Figura 1. Elaboración propia con datos de CMIC (2025)
La CMIC subraya que, históricamente, la reactivación de la construcción impulsa de manera directa a otros sectores, incrementando la demanda de insumos especializados y el desarrollo económico nacional.
Economía circular y reactivación del sector de la construcción
A pesar de la incertidumbre que predominó durante el 2025, este mismo año se consolidaron tendencias transformadoras, que ofrecen un horizonte de crecimiento. El avance hacia una economía circular en la construcción, ha ganado relevancia como mecanismo para reducir el impacto ambiental y mejorar la rentabilidad a largo plazo, de acuerdo con la investigación realizada por BBVA. El reciclaje y la reutilización de materiales, como los que se muestran en la Figura 2, no solo disminuye la demanda de recursos, sino que también genera oportunidades de negocio en la valorización de residuos.
Figura 2. Elaboración propia con datos de BBVA (2025)
Casos como el método desarrollado por la Universidad de Cambridge para reciclar cemento en hornos de arco, abren la posibilidad de integrar subproductos de la construcción en nuevos procesos productivos, alineando la sostenibilidad con la innovación. Para lograrlo, el diseño de aditivos, catalizadores y químicos especializados será clave.
Otros desarrollos en pro de la economía circular, son los cementos y concretos de baja huella de carbono, que cuentan con reducciones de hasta 35% en emisiones, lo que impulsa la captura y reutilización de CO2 como parte de sus procesos.
La ruta estratégica del sector de la construcción para 2026
Si bien la construcción cerró 2025 con indicadores moderados y sin una recuperación plena de la obra pública, las estimaciones de crecimiento anual compuesto (CAGR) del 2.5% para el periodo 2025-2034, impulsadas por la inversión extranjera y la demanda residencial, anticipan un terreno más positivo (Informes de Expertos, 2024).
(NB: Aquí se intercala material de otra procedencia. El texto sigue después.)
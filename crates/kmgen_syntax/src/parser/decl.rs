/// Declaration parsing methods.
///
/// This chunk parses top-level declarations:
/// - The `package` clause
/// - `import` specs (single or grouped, optionally aliased)
/// - `type` specs (single or grouped, generic, alias)
///
/// `func`, `var` and `const` declarations are skipped (see `parser/skip.rs`).
impl<'a> Parser<'a> {
    // ========================================================================
    // Package and imports
    // ========================================================================

    fn package_clause(&mut self) -> Result<Spanned<Ident>, SyntaxError> {
        self.expect_keyword(KeywordId::Package, "expected 'package' clause")?;
        let name = self.identifier()?;
        self.expect_terminator()?;
        Ok(name)
    }

    fn import_decl(&mut self) -> Result<Vec<Spanned<ImportSpec>>, SyntaxError> {
        self.expect_keyword(KeywordId::Import, "expected 'import'")?;
        let specs = self.grouped(Self::import_spec)?;
        self.expect_terminator()?;
        Ok(specs)
    }

    fn import_spec(&mut self) -> Result<Spanned<ImportSpec>, SyntaxError> {
        let start = self.current_span();
        let alias = match &self.peek().kind {
            TokenKind::Ident(name) => {
                let name = name.clone();
                self.advance();
                Some(name)
            }
            TokenKind::Punctuation(PunctuationId::Dot) => {
                self.advance();
                Some(".".to_string())
            }
            _ => None,
        };

        let raw = match &self.peek().kind {
            TokenKind::String(raw) | TokenKind::RawString(raw) => raw.clone(),
            _ => return Err(self.error_here("expected import path")),
        };
        let path_span = self.advance().span;
        let path = crate::lexer::unquote(&raw)
            .ok_or_else(|| SyntaxError::parse("malformed import path", path_span))?;

        Ok(Spanned::new(ImportSpec { alias, path }, start.merge(path_span)))
    }

    // ========================================================================
    // Types
    // ========================================================================

    fn type_decl(&mut self) -> Result<Vec<Spanned<TypeDecl>>, SyntaxError> {
        self.expect_keyword(KeywordId::Type, "expected 'type'")?;
        let decls = self.grouped(Self::type_spec)?;
        self.expect_terminator()?;
        Ok(decls)
    }

    fn type_spec(&mut self) -> Result<Spanned<TypeDecl>, SyntaxError> {
        let name = self.identifier()?;
        tracing::trace!(name = %name.node, "type spec");

        let type_params = if self.looks_like_type_params() {
            self.type_params()?
        } else {
            Vec::new()
        };
        let alias = self.match_op(OperatorId::Assign);
        let ty = self.type_expr()?;
        let span = name.span.merge(self.previous_span());

        Ok(Spanned::new(
            TypeDecl {
                name: name.node,
                type_params,
                alias,
                ty,
            },
            span,
        ))
    }

    /// `type A[T any] ...` versus `type A [N]T`.
    ///
    /// ## Notes
    /// - Like the Go parser this is a syntactic guess: `[` Ident followed by something that can
    ///   start a constraint is a parameter list; `[N]`, `[pkg.N]` and `[N+1]` are array lengths.
    fn looks_like_type_params(&self) -> bool {
        if !self.check_punct(PunctuationId::LBracket) || !matches!(self.peek_at(1).kind, TokenKind::Ident(_)) {
            return false;
        }
        match &self.peek_at(2).kind {
            TokenKind::Ident(_) => true,
            TokenKind::Keyword(id) => matches!(
                id,
                KeywordId::Interface | KeywordId::Map | KeywordId::Chan | KeywordId::Func | KeywordId::Struct
            ),
            TokenKind::Punctuation(id) => matches!(id, PunctuationId::Comma | PunctuationId::LBracket),
            TokenKind::Operator(id) => matches!(id, OperatorId::Star | OperatorId::Tilde),
            _ => false,
        }
    }

    /// `[K comparable, V any]` or `[K, V any]`
    fn type_params(&mut self) -> Result<Vec<TypeParam>, SyntaxError> {
        self.expect_punct(PunctuationId::LBracket, "expected '['")?;
        let mut params = Vec::new();
        let mut pending = Vec::new();
        loop {
            pending.push(self.identifier()?.node);
            if self.match_punct(PunctuationId::Comma) {
                continue;
            }
            let constraint = self.union_terms()?;
            params.extend(pending.drain(..).map(|name| TypeParam {
                name,
                constraint: constraint.clone(),
            }));
            if !self.match_punct(PunctuationId::Comma) || self.check_punct(PunctuationId::RBracket) {
                break;
            }
        }
        self.expect_punct(PunctuationId::RBracket, "expected ']' after type parameters")?;
        Ok(params)
    }

    // ========================================================================
    // Grouping
    // ========================================================================

    /// Parse `spec` or `( spec; spec; ... )`.
    fn grouped<T>(&mut self, mut spec: impl FnMut(&mut Self) -> Result<T, SyntaxError>) -> Result<Vec<T>, SyntaxError> {
        if !self.match_punct(PunctuationId::LParen) {
            return Ok(vec![spec(self)?]);
        }
        let mut items = Vec::new();
        loop {
            self.skip_terminators();
            if self.match_punct(PunctuationId::RParen) {
                break;
            }
            items.push(spec(self)?);
            self.expect_terminator()?;
        }
        Ok(items)
    }
}
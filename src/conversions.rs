//! Field conversions the matcher may emit besides a plain copy.

use std::collections::BTreeSet;
use std::fmt;

use kmgen_core::lang::basic_types::{self, BasicTypeId, DEFAULT_CONVERTIBLE};

use crate::model::TypeSignature;

/// How a source value becomes a destination value.
#[derive(Debug, Clone, Copy, PartialEq, Eq)]
pub enum ConversionKind {
    /// `dest.X = T(src.Y)`
    Cast,
    /// Guarded type assertion out of a map source: `if v, ok := src["X"].(T); ok { ... }`
    MapExtract,
}

impl fmt::Display for ConversionKind {
    fn fmt(&self, f: &mut fmt::Formatter<'_>) -> fmt::Result {
        match self {
            ConversionKind::Cast => f.write_str("cast"),
            ConversionKind::MapExtract => f.write_str("mapExtract"),
        }
    }
}

/// Basic kinds that may be cast into one another.
///
/// Every member converts to every other member and never to itself. Membership is flat: a pair is
/// convertible only when both ends are listed, there is no chaining through other types.
#[derive(Debug, Clone, PartialEq, Eq)]
pub struct ConversionTable {
    members: BTreeSet<BasicTypeId>,
}

impl Default for ConversionTable {
    fn default() -> Self {
        Self::new(DEFAULT_CONVERTIBLE.iter().copied())
    }
}

impl ConversionTable {
    pub fn new(kinds: impl IntoIterator<Item = BasicTypeId>) -> Self {
        Self {
            members: kinds.into_iter().collect(),
        }
    }

    /// A table that never allows a cast.
    pub fn empty() -> Self {
        Self::new([])
    }

    /// Build a table from Go spellings such as `"int64"`.
    ///
    /// ## Errors
    /// - The first spelling that is not a predeclared basic type.
    pub fn from_names<S: AsRef<str>>(names: &[S]) -> Result<Self, String> {
        let mut members = BTreeSet::new();
        for name in names {
            let name = name.as_ref();
            let id = basic_types::from_str(name).ok_or_else(|| name.to_string())?;
            members.insert(id);
        }
        Ok(Self { members })
    }

    pub fn contains(&self, kind: BasicTypeId) -> bool {
        self.members.contains(&kind)
    }

    /// `true` when a value of type `from` may be cast to `to`.
    pub fn is_convertible(&self, from: &TypeSignature, to: &TypeSignature) -> bool {
        match (from.basic_kind(), to.basic_kind()) {
            (Some(a), Some(b)) => a != b && self.contains(a) && self.contains(b),
            _ => false,
        }
    }

    pub fn members(&self) -> impl Iterator<Item = &'static str> + '_ {
        self.members.iter().map(|id| basic_types::as_str(*id))
    }
}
La clave que demostrará la resiliencia del sector será la integración de procesos modulares, métodos LEAN y materiales circulares, es decir, la gestión óptima de los recursos y residuos que se generan a partir de las actividades de la industria de la construcción.
El futuro del sector dependerá de la capacidad para integrar sostenibilidad y productividad en un mismo modelo de negocio. Esto implica la definición de normativas más claras, incentivos para el uso de materiales reciclados y colaboración tanto del sector público como del privado, para financiar la infraestructura resiliente.